Worst are the crenellated types 5, 14, 15 and 19. All MT x RMS seedlings. Presumably dominant forms from RMS.
So MT x RAS seedlings are again superior.

The paste.
The quality of the paste is uniformly fairly good, variations however exist in shape of the boundary between the paste and the ground. These forms are generally poor. There are two main types, one like Marion Tiger (sharp division but not round) and the other like the parental seedlings (nicely round but with some flashing of paste into the ground). For red and white stripes the second type will be more difficult to see and is therefore more acceptable. Seedlings 2, 4, 6, 11 and 13 (all RAS seedlings) are a little better than the others but some of form shown could be cultural.

The pip outline.
One of Marion Tiger's strengths is the generally circular outline that for a stripe shows only a little nibbling.
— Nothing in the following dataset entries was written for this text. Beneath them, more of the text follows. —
//! Maps screen coordinates to board squares.
//!
//! The board is drawn as an 8x8 grid filling a `width` x `height` pixel
//! area whose origin is its top-left corner. Columns grow to the right
//! (A to H) and rows grow downwards (1 to 8), matching the square layout.

use crate::error::SquareError;
use crate::square::{BOARD_SIZE, Square};

/// Size of the drawn board in pixels.
#[derive(Clone, Copy, Debug, PartialEq, Eq)]
pub struct BoardGeometry {
    pub width: u32,
    pub height: u32,
}

impl BoardGeometry {
    /// Creates a geometry, rejecting an empty area.
    pub fn new(width: u32, height: u32) -> Result<BoardGeometry, SquareError> {
        if width == 0 || height == 0 {
            return Err(SquareError::EmptyGeometry);
        }
        Ok(BoardGeometry { width, height })
    }

    /// Returns the square under the point `(x, y)`.
    ///
    /// # Errors
    ///
    /// `SquareError::PointOutOfBounds` if the point lies outside the board
    /// area. Points are never clamped onto an edge square.
    pub fn cell_at(&self, x: i32, y: i32) -> Result<Square, SquareError> {
        let out_of_bounds = || SquareError::PointOutOfBounds {
            x,
            y,
            width: self.width,
            height: self.height,
        };
        let col = scale(x, self.width).ok_or_else(out_of_bounds)?;
        let row = scale(y, self.height).ok_or_else(out_of_bounds)?;
        Square::from_row_col(row, col)
    }

    /// Returns the first pixel (top-left) that maps to `sq`.
    pub fn cell_origin(&self, sq: Square) -> (u32, u32) {
        (origin(sq.col(), self.width), origin(sq.row(), self.height))
    }
}

/// Maps `pos` in `0..extent` to a cell index in `0..8`.
fn scale(pos: i32, extent: u32) -> Option<usize> {
    let pos = u32::try_from(pos).ok().filter(|&p| p < extent)?;
    // widened so large areas cannot overflow
    Some((pos as u64 * BOARD_SIZE as u64 / extent as u64) as usize)
}

/// Smallest position whose cell index is `cell`.
fn origin(cell: usize, extent: u32) -> u32 {
    let n = BOARD_SIZE as u64;
    ((cell as u64 * extent as u64).div_ceil(n)) as u32
}
//! Fixed-depth midgame search.

use std::sync::Arc;

use crate::board::Board;
use crate::constants::SCORE_INF;
use crate::eval;
use crate::move_list::MoveList;
use crate::search::search_context::SearchContext;
use crate::search::search_result::SearchResult;
use crate::search::{SearchProgressCallback, search_root_moves};
use crate::types::{Depth, Score};

/// Scores every legal move with a `depth`-ply negamax search.
///
/// # Arguments
///
/// * `board` - Position to search.
/// * `depth` - Search depth in plies including the root move (at least 1).
/// * `callback` - Optional progress callback.
pub fn search_root(
    board: &Board,
    depth: Depth,
    callback: Option<Arc<SearchProgressCallback>>,
) -> SearchResult {
    let mut ctx = SearchContext::new();
    search_root_moves(&mut ctx, board, depth, false, callback, |ctx, next, alpha| {
        search(ctx, next, depth - 1, -SCORE_INF, -alpha)
    })
}

/// Negamax search with alpha-beta pruning.
///
/// Returns the score of `board` for the side to move. A pass hands the turn
/// over without consuming depth; when neither side can move the final disc
/// margin is returned, scaled above any heuristic value.
pub fn search(
    ctx: &mut SearchContext,
    board: &Board,
    depth: Depth,
    mut alpha: Score,
    beta: Score,
) -> Score {
    ctx.increment_nodes();

    let moves = board.get_moves();
    if moves.is_empty() {
        let next = board.switch_players();
        if !next.has_legal_moves() {
            return eval::terminal_score(board);
        }
        if depth == 0 {
            return eval::evaluate(board);
        }
        return -search(ctx, &next, depth, -beta, -alpha);
    }

    if depth == 0 {
        return eval::evaluate(board);
    }

    let mut best_score = -SCORE_INF;
    for m in MoveList::with_moves(board, moves).iter() {
        let next = board.make_move_with_flipped(m.flipped, m.sq);
        let score = -search(ctx, &next, depth - 1, -beta, -alpha);

        if score > best_score {
            best_score = score;
            if score > alpha {
                alpha = score;
                if alpha >= beta {
                    break;
                }
            }
        }
    }
    best_score
}

#[cfg(test)]
mod tests {
    use super::*;
    use crate::constants::TERMINAL_DISC_WEIGHT;
    use crate::square::Square;

    fn minimax(board: &Board, depth: Depth) -> Score {
        let moves = board.get_moves();
        if moves.is_empty() {
            let next = board.switch_players();
            if !next.has_legal_moves() {
                return eval::terminal_score(board);
            }
            if depth == 0 {
                return eval::evaluate(board);
            }
            return -minimax(&next, depth);
        }
        if depth == 0 {
            return eval::evaluate(board);
        }
        moves
            .iter()
            .map(|sq| -minimax(&board.make_move(sq), depth - 1))
            .max()
            .unwrap_or(-SCORE_INF)
    }

    #[test]
    fn test_alpha_beta_matches_minimax() {
        let mut board = Board::new();
        for sq in [Square::D3, Square::C5, Square::F6] {
            for depth in 0..=3 {
                let mut ctx = SearchContext::new();
                assert_eq!(
                    search(&mut ctx, &board, depth, -SCORE_INF, SCORE_INF),
                    minimax(&board, depth)
                );
            }
            board = board.make_move(sq);
        }
    }

    #[test]
    fn test_terminal_position() {
        let board = Board::from_bitboards(Square::A1.bitboard() | Square::B1.bitboard(), 0u64);
        let mut ctx = SearchContext::new();
        assert_eq!(
            search(&mut ctx, &board, 4, -SCORE_INF, SCORE_INF),
            2 * TERMINAL_DISC_WEIGHT
        );
        assert_eq!(ctx.n_nodes, 1);
    }

    #[test]
    fn test_root_depth_one_picks_best_static_reply() {
        let board = Board::new();
        let result = search_root(&board, 1, None);
        let best = MoveList::new(&board)
            .iter()
            .map(|m| -eval::evaluate(&board.make_move_with_flipped(m.flipped, m.sq)))
            .max()
            .unwrap();
        assert_eq!(result.score, best);
        assert_eq!(result.n_nodes, 4);
        assert!(!result.is_endgame);
    }
}
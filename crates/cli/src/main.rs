mod game;
mod solve;
mod ui;

use std::time::Duration;

use anyhow::Result;
use clap::{Parser, Subcommand};
use othello_core::constants::{FINAL_SEARCH, MAX_DEPTH};
use othello_core::disc::Disc;
use othello_core::search::SearchOptions;
use othello_core::session::SessionOptions;

#[derive(Parser, Debug, Clone)]
struct EngineParams {
    /// Midgame search depth in plies
    #[arg(short, long, default_value_t = MAX_DEPTH, value_parser = clap::value_parser!(u32).range(1..=20))]
    depth: u32,

    /// Number of empty squares at which the search becomes exhaustive
    #[arg(long, default_value_t = FINAL_SEARCH, value_parser = clap::value_parser!(u32).range(0..=20))]
    final_search: u32,
}

impl EngineParams {
    fn search_options(&self) -> SearchOptions {
        SearchOptions {
            max_depth: self.depth,
            final_search: self.final_search,
        }
    }
}

#[derive(Parser, Debug)]
#[command(version, about = "Play Othello against the computer")]
struct Cli {
    #[command(subcommand)]
    command: Option<SubCommands>,

    #[command(flatten)]
    engine_params: EngineParams,

    /// Play White; the computer opens the game
    #[arg(long)]
    white: bool,

    /// Pause before each computer move, in milliseconds
    #[arg(long, default_value_t = 500)]
    delay_ms: u64,

    /// Print search progress
    #[arg(short, long)]
    verbose: bool,
}

#[derive(Debug, Subcommand)]
enum SubCommands {
    /// Count move generation leaves from the opening position
    Perft {
        #[arg(default_value_t = 8)]
        depth: u32,
    },
    /// Find the best move of a position given as 64 cells (X, O, -), A1 first
    Solve {
        board: String,

        /// Side to move (x or o)
        #[arg(long, default_value = "x")]
        side: String,

        #[command(flatten)]
        engine_params: EngineParams,
    },
}

fn main() -> Result<()> {
    let args = Cli::parse();
    match args.command {
        Some(SubCommands::Perft { depth }) => solve::perft(depth),
        Some(SubCommands::Solve {
            board,
            side,
            engine_params,
        }) => solve::solve(&board, &side, &engine_params.search_options()),
        None => {
            let human = if args.white { Disc::White } else { Disc::Black };
            ui::ui_loop(ui::PlayOptions {
                session: SessionOptions {
                    human,
                    search: args.engine_params.search_options(),
                },
                delay: Duration::from_millis(args.delay_ms),
                verbose: args.verbose,
            })
        }
    }
}
//! Request orchestration and view state for the speech console.
//!
//! Three independent backend interactions (liveness probe, user list,
//! text-to-speech conversion) report into one [`Coordinator`], which owns
//! the [`ViewState`] and republishes a rendered [`View`] after every change.

use async_trait::async_trait;
use shared::domain::{HealthStatus, Record};

pub mod audio;
pub mod collection;
pub mod conversion;
pub mod coordinator;
pub mod error;
pub mod health;
pub mod settings;
pub mod view;

pub use audio::{AudioBlob, AudioHandle, AudioStore};
pub use coordinator::{Coordinator, MountTasks, SubmitOutcome};
pub use error::{RequestError, SettingsError};
pub use settings::{ClientSettings, Endpoints};
pub use view::{render, DateStyle, View, ViewState};

#[async_trait]
pub trait HealthProbe: Send + Sync {
    async fn probe(&self) -> HealthStatus;
}

#[async_trait]
pub trait CollectionSource: Send + Sync {
    /// Records in server order, or the message for the error banner.
    async fn load(&self) -> Result<Vec<Record>, String>;
}

#[async_trait]
pub trait ConversionBackend: Send + Sync {
    async fn convert(&self, text: &str) -> Result<Vec<u8>, RequestError>;
}

#[cfg(test)]
#[path = "tests/support.rs"]
mod test_support;
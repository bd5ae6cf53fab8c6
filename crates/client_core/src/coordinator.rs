use std::sync::{
    atomic::{AtomicBool, Ordering},
    Arc, Mutex, MutexGuard, PoisonError,
};

use tokio::{
    sync::broadcast,
    task::{AbortHandle, JoinHandle},
};
use tracing::{error, info, warn};

use crate::{
    audio::AudioStore,
    collection::CollectionLoader,
    conversion::ConversionSubmitter,
    error::SettingsError,
    health::HealthMonitor,
    settings::ClientSettings,
    view::{render, DateStyle, SubmitRejection, View, ViewState},
    CollectionSource, ConversionBackend, HealthProbe,
};

const VIEW_CHANNEL_CAPACITY: usize = 64;
const AUDIO_ORIGIN: &str = "speech-console";

#[derive(Debug, Clone, PartialEq, Eq)]
pub enum SubmitOutcome {
    Skipped(SubmitRejection),
    Converted { url: String },
    /// Audio arrived after unmount and was dropped without a handle.
    Discarded,
    Failed,
}

/// The mount-time tasks. Each can be awaited or aborted independently.
pub struct MountTasks {
    pub health: JoinHandle<()>,
    pub collection: JoinHandle<()>,
}

impl MountTasks {
    pub async fn settled(self) {
        let (health, collection) = futures::join!(self.health, self.collection);
        for (task, result) in [("health", health), ("collection", collection)] {
            if let Err(err) = result {
                if !err.is_cancelled() {
                    error!(task, "mount task panicked: {err}");
                }
            }
        }
    }
}

pub struct Coordinator {
    health: Arc<dyn HealthProbe>,
    collection: Arc<dyn CollectionSource>,
    conversion: Arc<dyn ConversionBackend>,
    audio_store: Arc<AudioStore>,
    audio_mime: String,
    dates: DateStyle,
    state: Mutex<ViewState>,
    inflight: Mutex<Vec<AbortHandle>>,
    mounted: AtomicBool,
    views: broadcast::Sender<View>,
}

/// Clears `is_submitting` however the submission ends, cancellation included.
struct SubmittingGuard<'a> {
    coordinator: &'a Coordinator,
}

impl Drop for SubmittingGuard<'_> {
    fn drop(&mut self) {
        self.coordinator.update(ViewState::finish_submit);
    }
}

impl Coordinator {
    pub fn from_settings(settings: &ClientSettings) -> Result<Arc<Self>, SettingsError> {
        let endpoints = settings.endpoints()?;
        let http = settings.http_client()?;
        info!(
            health = %endpoints.health,
            collection = %endpoints.collection,
            conversion = %endpoints.conversion,
            "coordinator: endpoints configured"
        );

        Ok(Self::new_with_dependencies(
            Arc::new(HealthMonitor::new(http.clone(), endpoints.health)),
            Arc::new(CollectionLoader::new(http.clone(), endpoints.collection)),
            Arc::new(ConversionSubmitter::new(http, endpoints.conversion)),
            AudioStore::new(AUDIO_ORIGIN),
            settings.audio_mime.clone(),
            settings.date_style()?,
        ))
    }

    pub fn new_with_dependencies(
        health: Arc<dyn HealthProbe>,
        collection: Arc<dyn CollectionSource>,
        conversion: Arc<dyn ConversionBackend>,
        audio_store: Arc<AudioStore>,
        audio_mime: impl Into<String>,
        dates: DateStyle,
    ) -> Arc<Self> {
        let (views, _) = broadcast::channel(VIEW_CHANNEL_CAPACITY);
        Arc::new(Self {
            health,
            collection,
            conversion,
            audio_store,
            audio_mime: audio_mime.into(),
            dates,
            state: Mutex::new(ViewState::new()),
            inflight: Mutex::new(Vec::new()),
            mounted: AtomicBool::new(false),
            views,
        })
    }

    fn lock_state(&self) -> MutexGuard<'_, ViewState> {
        self.state.lock().unwrap_or_else(PoisonError::into_inner)
    }

    fn track(&self, handle: AbortHandle) {
        let mut inflight = self.inflight.lock().unwrap_or_else(PoisonError::into_inner);
        inflight.retain(|task| !task.is_finished());
        inflight.push(handle);
    }

    /// Applies one transition and publishes the re-rendered view.
    fn update<R>(&self, transition: impl FnOnce(&mut ViewState) -> R) -> R {
        let mut state = self.lock_state();
        let result = transition(&mut state);
        let _ = self.views.send(render(&state, &self.dates));
        result
    }

    pub fn subscribe_views(&self) -> broadcast::Receiver<View> {
        self.views.subscribe()
    }

    pub fn view(&self) -> View {
        render(&self.lock_state(), &self.dates)
    }

    pub fn inspect<R>(&self, read: impl FnOnce(&ViewState) -> R) -> R {
        read(&self.lock_state())
    }

    pub fn audio_store(&self) -> &Arc<AudioStore> {
        &self.audio_store
    }

    /// Starts the health probe and the collection load, once per coordinator.
    /// Returns `None` when already mounted.
    pub fn mount(self: &Arc<Self>) -> Option<MountTasks> {
        if self.mounted.swap(true, Ordering::SeqCst) {
            warn!("coordinator: mount requested twice; ignoring");
            return None;
        }

        let coordinator = Arc::clone(self);
        let health = tokio::spawn(async move {
            let status = coordinator.health.probe().await;
            coordinator.update(|state| state.resolve_health(status));
        });
        self.track(health.abort_handle());

        self.update(ViewState::begin_collection_load);
        let coordinator = Arc::clone(self);
        let collection = tokio::spawn(async move {
            let result = coordinator.collection.load().await;
            coordinator.update(|state| state.finish_collection_load(result));
        });
        self.track(collection.abort_handle());

        Some(MountTasks { health, collection })
    }

    pub fn set_input(&self, text: impl Into<String>) {
        let text = text.into();
        self.update(|state| state.set_input(text));
    }

    /// Runs one conversion for the current input.
    ///
    /// The submission slot is claimed inside the handler, so a trigger that
    /// races a disabled button is skipped rather than sent twice.
    pub async fn submit(&self) -> SubmitOutcome {
        let text = match self.update(ViewState::try_begin_submit) {
            Ok(text) => text,
            Err(rejection) => {
                match rejection {
                    SubmitRejection::Busy => {
                        info!("tts: submission already in flight; ignoring trigger")
                    }
                    SubmitRejection::Unmounted => warn!("tts: submit after unmount; ignoring"),
                    SubmitRejection::EmptyInput => {}
                }
                return SubmitOutcome::Skipped(rejection);
            }
        };
        let _guard = SubmittingGuard { coordinator: self };

        match self.conversion.convert(&text).await {
            Ok(audio) => {
                let url = self.update(|state| {
                    state
                        .replace_audio(|| {
                            self.audio_store.create_object_url(audio, &self.audio_mime)
                        })
                        .map(|handle| handle.url().to_string())
                });
                match url {
                    Some(url) => {
                        info!(url = %url, "tts: audio ready");
                        SubmitOutcome::Converted { url }
                    }
                    None => {
                        info!("tts: audio arrived after unmount; discarded");
                        SubmitOutcome::Discarded
                    }
                }
            }
            Err(err) => {
                error!(timeout = err.is_timeout(), "tts: conversion failed: {err}");
                SubmitOutcome::Failed
            }
        }
    }

    /// Spawns [`Coordinator::submit`] as an abortable task.
    pub fn spawn_submit(self: &Arc<Self>) -> JoinHandle<SubmitOutcome> {
        let coordinator = Arc::clone(self);
        let task = tokio::spawn(async move { coordinator.submit().await });
        self.track(task.abort_handle());
        task
    }

    /// Aborts tracked requests and releases the audio handle. Submissions
    /// awaited directly by the caller still complete, but their audio is
    /// discarded.
    pub fn unmount(&self) {
        self.mounted.store(true, Ordering::SeqCst);
        let inflight = std::mem::take(
            &mut *self.inflight.lock().unwrap_or_else(PoisonError::into_inner),
        );
        for task in inflight {
            task.abort();
        }
        self.update(ViewState::teardown);
        info!("coordinator: unmounted");
    }
}

#[cfg(test)]
#[path = "tests/coordinator_tests.rs"]
mod tests;
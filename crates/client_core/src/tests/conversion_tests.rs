use std::sync::Arc;

use axum::{
    extract::State,
    http::{header, HeaderMap, StatusCode},
    routing::post,
    Json, Router,
};
use tokio::sync::{oneshot, Mutex};

use super::*;
use crate::test_support::{client, endpoint, spawn_server, unreachable_server};

const WAV_BYTES: &[u8] = b"RIFF\x24\x00\x00\x00WAVEfmt ";

#[derive(Clone)]
struct CaptureState {
    tx: Arc<Mutex<Option<oneshot::Sender<(Option<String>, ConversionRequest)>>>>,
}

async fn handle_tts(
    State(state): State<CaptureState>,
    headers: HeaderMap,
    Json(payload): Json<ConversionRequest>,
) -> impl axum::response::IntoResponse {
    let content_type = headers
        .get(header::CONTENT_TYPE)
        .and_then(|v| v.to_str().ok())
        .map(str::to_string);
    if let Some(tx) = state.tx.lock().await.take() {
        let _ = tx.send((content_type, payload));
    }
    ([(header::CONTENT_TYPE, "audio/wav")], WAV_BYTES)
}

#[tokio::test]
async fn posts_json_text_and_returns_audio_bytes() {
    let (tx, rx) = oneshot::channel();
    let app = Router::new()
        .route("/api/tts", post(handle_tts))
        .with_state(CaptureState {
            tx: Arc::new(Mutex::new(Some(tx))),
        });
    let base = spawn_server(app).await.expect("spawn server");
    let submitter = ConversionSubmitter::new(client(), endpoint(&base, "/api/tts"));

    let audio = submitter.convert("  hello world ").await.expect("audio");
    assert_eq!(audio, WAV_BYTES);

    let (content_type, payload) = rx.await.expect("captured request");
    assert_eq!(content_type.as_deref(), Some("application/json"));
    assert_eq!(payload.text, "  hello world ");
}

#[tokio::test]
async fn failure_status_is_reported_without_reading_body() {
    let app = Router::new().route(
        "/api/tts",
        post(|| async { (StatusCode::INTERNAL_SERVER_ERROR, "synthesis crashed") }),
    );
    let base = spawn_server(app).await.expect("spawn server");
    let submitter = ConversionSubmitter::new(client(), endpoint(&base, "/api/tts"));

    match submitter.convert("hello").await {
        Err(RequestError::Status(status)) => {
            assert_eq!(status, reqwest::StatusCode::INTERNAL_SERVER_ERROR)
        }
        other => panic!("unexpected result: {other:?}"),
    }
}

#[tokio::test]
async fn transport_failure_is_reported() {
    let base = unreachable_server().await.expect("free port");
    let submitter = ConversionSubmitter::new(client(), endpoint(&base, "/api/tts"));

    let err = submitter.convert("hello").await.expect_err("must fail");
    assert!(matches!(err, RequestError::Transport(_)), "unexpected: {err:?}");
}
use anyhow::Result;
use axum::Router;
use tokio::net::TcpListener;
use url::Url;

pub(crate) async fn spawn_server(app: Router) -> Result<String> {
    std::env::set_var("NO_PROXY", "127.0.0.1,localhost");
    let listener = TcpListener::bind("127.0.0.1:0").await?;
    let addr = listener.local_addr()?;
    tokio::spawn(async move {
        let _ = axum::serve(listener, app).await;
    });
    Ok(format!("http://{addr}"))
}

/// A base url nothing listens on.
pub(crate) async fn unreachable_server() -> Result<String> {
    let listener = TcpListener::bind("127.0.0.1:0").await?;
    let addr = listener.local_addr()?;
    drop(listener);
    Ok(format!("http://{addr}"))
}

pub(crate) fn endpoint(base: &str, path: &str) -> Url {
    Url::parse(base)
        .and_then(|base| base.join(path))
        .expect("endpoint url")
}

pub(crate) fn client() -> reqwest::Client {
    reqwest::Client::new()
}
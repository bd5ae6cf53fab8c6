//! View state and its rendering.
//!
//! [`ViewState`] is the single source of truth for what the page shows. It
//! changes only through the transition methods below; [`render`] turns it
//! into a [`View`] without side effects.

use std::fmt;

use chrono::{DateTime, FixedOffset, Local, Offset, Utc};
use shared::domain::{HealthStatus, Record, RecordId};

use crate::audio::AudioHandle;

pub const SUBMIT_LABEL: &str = "Convert to Speech";
pub const SUBMITTING_LABEL: &str = "Converting...";

pub fn is_submittable(text: &str) -> bool {
    !text.trim().is_empty()
}

#[derive(Debug, Clone, PartialEq, Eq)]
pub struct CollectionState {
    pub records: Vec<Record>,
    pub is_loading: bool,
    pub error: Option<String>,
}

impl Default for CollectionState {
    // Loading until the single fetch resolves.
    fn default() -> Self {
        Self {
            records: Vec::new(),
            is_loading: true,
            error: None,
        }
    }
}

#[derive(Debug, Default)]
pub struct ConversionState {
    pub input_text: String,
    pub is_submitting: bool,
    audio: Option<AudioHandle>,
}

impl ConversionState {
    pub fn audio(&self) -> Option<&AudioHandle> {
        self.audio.as_ref()
    }
}

#[derive(Debug, Clone, Copy, PartialEq, Eq)]
pub enum SubmitRejection {
    EmptyInput,
    Busy,
    Unmounted,
}

#[derive(Debug, Default)]
pub struct ViewState {
    health: HealthStatus,
    collection: CollectionState,
    conversion: ConversionState,
    unmounted: bool,
}

impl ViewState {
    pub fn new() -> Self {
        Self::default()
    }

    pub fn health(&self) -> HealthStatus {
        self.health
    }

    pub fn collection(&self) -> &CollectionState {
        &self.collection
    }

    pub fn conversion(&self) -> &ConversionState {
        &self.conversion
    }

    pub fn is_unmounted(&self) -> bool {
        self.unmounted
    }

    /// First resolution wins; returns `false` if health was already set.
    pub fn resolve_health(&mut self, status: HealthStatus) -> bool {
        if self.health.is_resolved() || !status.is_resolved() {
            return false;
        }
        self.health = status;
        true
    }

    pub fn begin_collection_load(&mut self) {
        self.collection.is_loading = true;
    }

    pub fn finish_collection_load(&mut self, result: Result<Vec<Record>, String>) {
        self.collection.is_loading = false;
        match result {
            Ok(records) => {
                self.collection.records = records;
                self.collection.error = None;
            }
            Err(message) => {
                self.collection.records.clear();
                self.collection.error = Some(message);
            }
        }
    }

    pub fn set_input(&mut self, text: impl Into<String>) {
        self.conversion.input_text = text.into();
    }

    /// Claims the single submission slot and returns the text to send.
    pub fn try_begin_submit(&mut self) -> Result<String, SubmitRejection> {
        if self.unmounted {
            return Err(SubmitRejection::Unmounted);
        }
        if self.conversion.is_submitting {
            return Err(SubmitRejection::Busy);
        }
        if !is_submittable(&self.conversion.input_text) {
            return Err(SubmitRejection::EmptyInput);
        }
        self.conversion.is_submitting = true;
        Ok(self.conversion.input_text.clone())
    }

    pub fn finish_submit(&mut self) {
        self.conversion.is_submitting = false;
    }

    /// Releases the current handle before `create` allocates its successor,
    /// so two handles are never live at once. After teardown nothing is
    /// allocated and `None` is returned.
    pub fn replace_audio<F>(&mut self, create: F) -> Option<&AudioHandle>
    where
        F: FnOnce() -> AudioHandle,
    {
        if self.unmounted {
            return None;
        }
        self.release_audio();
        Some(self.conversion.audio.insert(create()))
    }

    pub fn release_audio(&mut self) -> bool {
        match self.conversion.audio.take() {
            Some(handle) => {
                handle.release();
                true
            }
            None => false,
        }
    }

    /// Releases the audio handle and refuses any later submission or audio.
    /// An outstanding submission keeps `is_submitting` until it completes.
    pub fn teardown(&mut self) {
        self.unmounted = true;
        self.release_audio();
    }
}

const DATE_FORMAT: &str = "%-m/%-d/%Y";

/// Formats record timestamps the way `toLocaleDateString` does for en-US.
///
/// `Local` applies the zone rules in effect on each record's own date.
#[derive(Debug, Clone, Copy, PartialEq, Eq)]
pub enum DateStyle {
    Local,
    Fixed(FixedOffset),
}

impl DateStyle {
    pub fn local() -> Self {
        DateStyle::Local
    }

    pub fn utc() -> Self {
        DateStyle::Fixed(Utc.fix())
    }

    pub fn with_offset(offset: FixedOffset) -> Self {
        DateStyle::Fixed(offset)
    }

    pub fn format(&self, value: &DateTime<Utc>) -> String {
        let formatted = match self {
            DateStyle::Local => value.with_timezone(&Local).format(DATE_FORMAT),
            DateStyle::Fixed(offset) => value.with_timezone(offset).format(DATE_FORMAT),
        };
        formatted.to_string()
    }
}

#[derive(Debug, Clone, Copy, PartialEq, Eq)]
pub enum IndicatorColor {
    Yellow,
    Green,
    Red,
}

#[derive(Debug, Clone, PartialEq, Eq)]
pub struct HealthIndicator {
    pub status: HealthStatus,
    pub color: IndicatorColor,
    pub label: &'static str,
}

#[derive(Debug, Clone, PartialEq, Eq)]
pub struct RecordCard {
    pub id: RecordId,
    pub name: String,
    pub email: String,
    pub created: String,
}

#[derive(Debug, Clone, PartialEq, Eq)]
pub enum CollectionView {
    Loading,
    Error(String),
    Grid(Vec<RecordCard>),
}

#[derive(Debug, Clone, PartialEq, Eq)]
pub struct AudioElement {
    pub src: String,
    pub mime: String,
}

#[derive(Debug, Clone, PartialEq, Eq)]
pub struct ConversionPanel {
    pub input: String,
    pub submit_enabled: bool,
    pub submit_label: &'static str,
    pub audio: Option<AudioElement>,
}

#[derive(Debug, Clone, PartialEq, Eq)]
pub struct View {
    pub health: HealthIndicator,
    pub collection: CollectionView,
    pub conversion: ConversionPanel,
}

pub fn render(state: &ViewState, dates: &DateStyle) -> View {
    View {
        health: render_health(state.health),
        collection: render_collection(&state.collection, dates),
        conversion: render_conversion(&state.conversion),
    }
}

fn render_health(status: HealthStatus) -> HealthIndicator {
    let (color, label) = match status {
        HealthStatus::Unknown => (IndicatorColor::Yellow, "Checking backend..."),
        HealthStatus::Healthy => (IndicatorColor::Green, "Backend healthy"),
        HealthStatus::Unhealthy => (IndicatorColor::Red, "Backend unavailable"),
    };
    HealthIndicator {
        status,
        color,
        label,
    }
}

fn render_collection(collection: &CollectionState, dates: &DateStyle) -> CollectionView {
    if collection.is_loading {
        return CollectionView::Loading;
    }
    if let Some(message) = &collection.error {
        return CollectionView::Error(message.clone());
    }
    CollectionView::Grid(
        collection
            .records
            .iter()
            .map(|record| RecordCard {
                id: record.id,
                name: record.name.clone(),
                email: record.email.clone(),
                created: dates.format(&record.created_at),
            })
            .collect(),
    )
}

fn render_conversion(conversion: &ConversionState) -> ConversionPanel {
    ConversionPanel {
        input: conversion.input_text.clone(),
        submit_enabled: !conversion.is_submitting && is_submittable(&conversion.input_text),
        submit_label: if conversion.is_submitting {
            SUBMITTING_LABEL
        } else {
            SUBMIT_LABEL
        },
        audio: conversion.audio.as_ref().map(|handle| AudioElement {
            src: handle.url().to_string(),
            mime: handle.mime().to_string(),
        }),
    }
}

impl fmt::Display for View {
    fn fmt(&self, f: &mut fmt::Formatter<'_>) -> fmt::Result {
        let dot = match self.health.color {
            IndicatorColor::Yellow => "yellow",
            IndicatorColor::Green => "green",
            IndicatorColor::Red => "red",
        };
        writeln!(f, "[{dot}] {}", self.health.label)?;

        match &self.collection {
            CollectionView::Loading => writeln!(f, "Loading users...")?,
            CollectionView::Error(message) => writeln!(f, "Error: {message}")?,
            CollectionView::Grid(cards) if cards.is_empty() => writeln!(f, "No users found.")?,
            CollectionView::Grid(cards) => {
                for card in cards {
                    writeln!(f, "- {} <{}> created {}", card.name, card.email, card.created)?;
                }
            }
        }

        let state = if self.conversion.submit_enabled {
            "enabled"
        } else {
            "disabled"
        };
        writeln!(f, "Text: {:?}", self.conversion.input)?;
        write!(f, "[{}] ({state})", self.conversion.submit_label)?;
        if let Some(audio) = &self.conversion.audio {
            write!(f, "\nGenerated Audio: {} ({})", audio.src, audio.mime)?;
        }
        Ok(())
    }
}

#[cfg(test)]
#[path = "tests/view_tests.rs"]
mod tests;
Both RAS and RMS have smooth petal edges.
There are two main types of seedling, self and edged-fancy.
Of the self type a suprising proportion are significantly notched. The edged-fancy types are about on a par with Marion Tiger with seedling 13 being the best. Seedling 12 displays at least a tendancy to striping.
I suspect the wire edge of Marion Tiger physically masks dominant genes that would normally cause notching.
All edged-fancy types appearing so far are greys or whites rather than greens. White is best and green would be worst.

Ground colour.
I would classify the parents as MT - maroon, RAS - crimson and RMS - scarlet. The seedlings are in most shades of red, plus brown (seedlings 12, 13 and 17) yellow and black (dark red). For my purposes I would rank the colours from good to bad in the order scarlet, crimson, maroon, brown, black and yellow. Note that the red/brown self seedlings from MT x RAS show undesirable shading.

Pip flatness.
All seedlings are reasonably flat the ones in the pictures that do not appear flat are just immature and have not opened fully yet.

Which seedlings do you think are worth keeping?
Which crosses would you make?


Seedlings 5, 8, 10, 14 and 15 were readily discarded having little merit and serious faults.

The only red self with unnotched petals (seedling 3) was kept.
Edged-fancy seedlings with good tubes (seedlings 1, 6, 12 and 13) were all kept.
All those kept were crossed with each other, a real Pot Pourri.

Seedling 2 was not wanted (a little shaded and notched) but as it was vigorous and bright Viv decided to grow it as a border (Local name - Columbo).

What to do with the unflowered seedlings? I think the only thing do with them is to follow Derek Parson's practice and throw them away.

Local name - Columbo

(Was shown as a border seedling in 2004, but did not win a card. So was not kept. Its main fault is that the form is too close to a self.)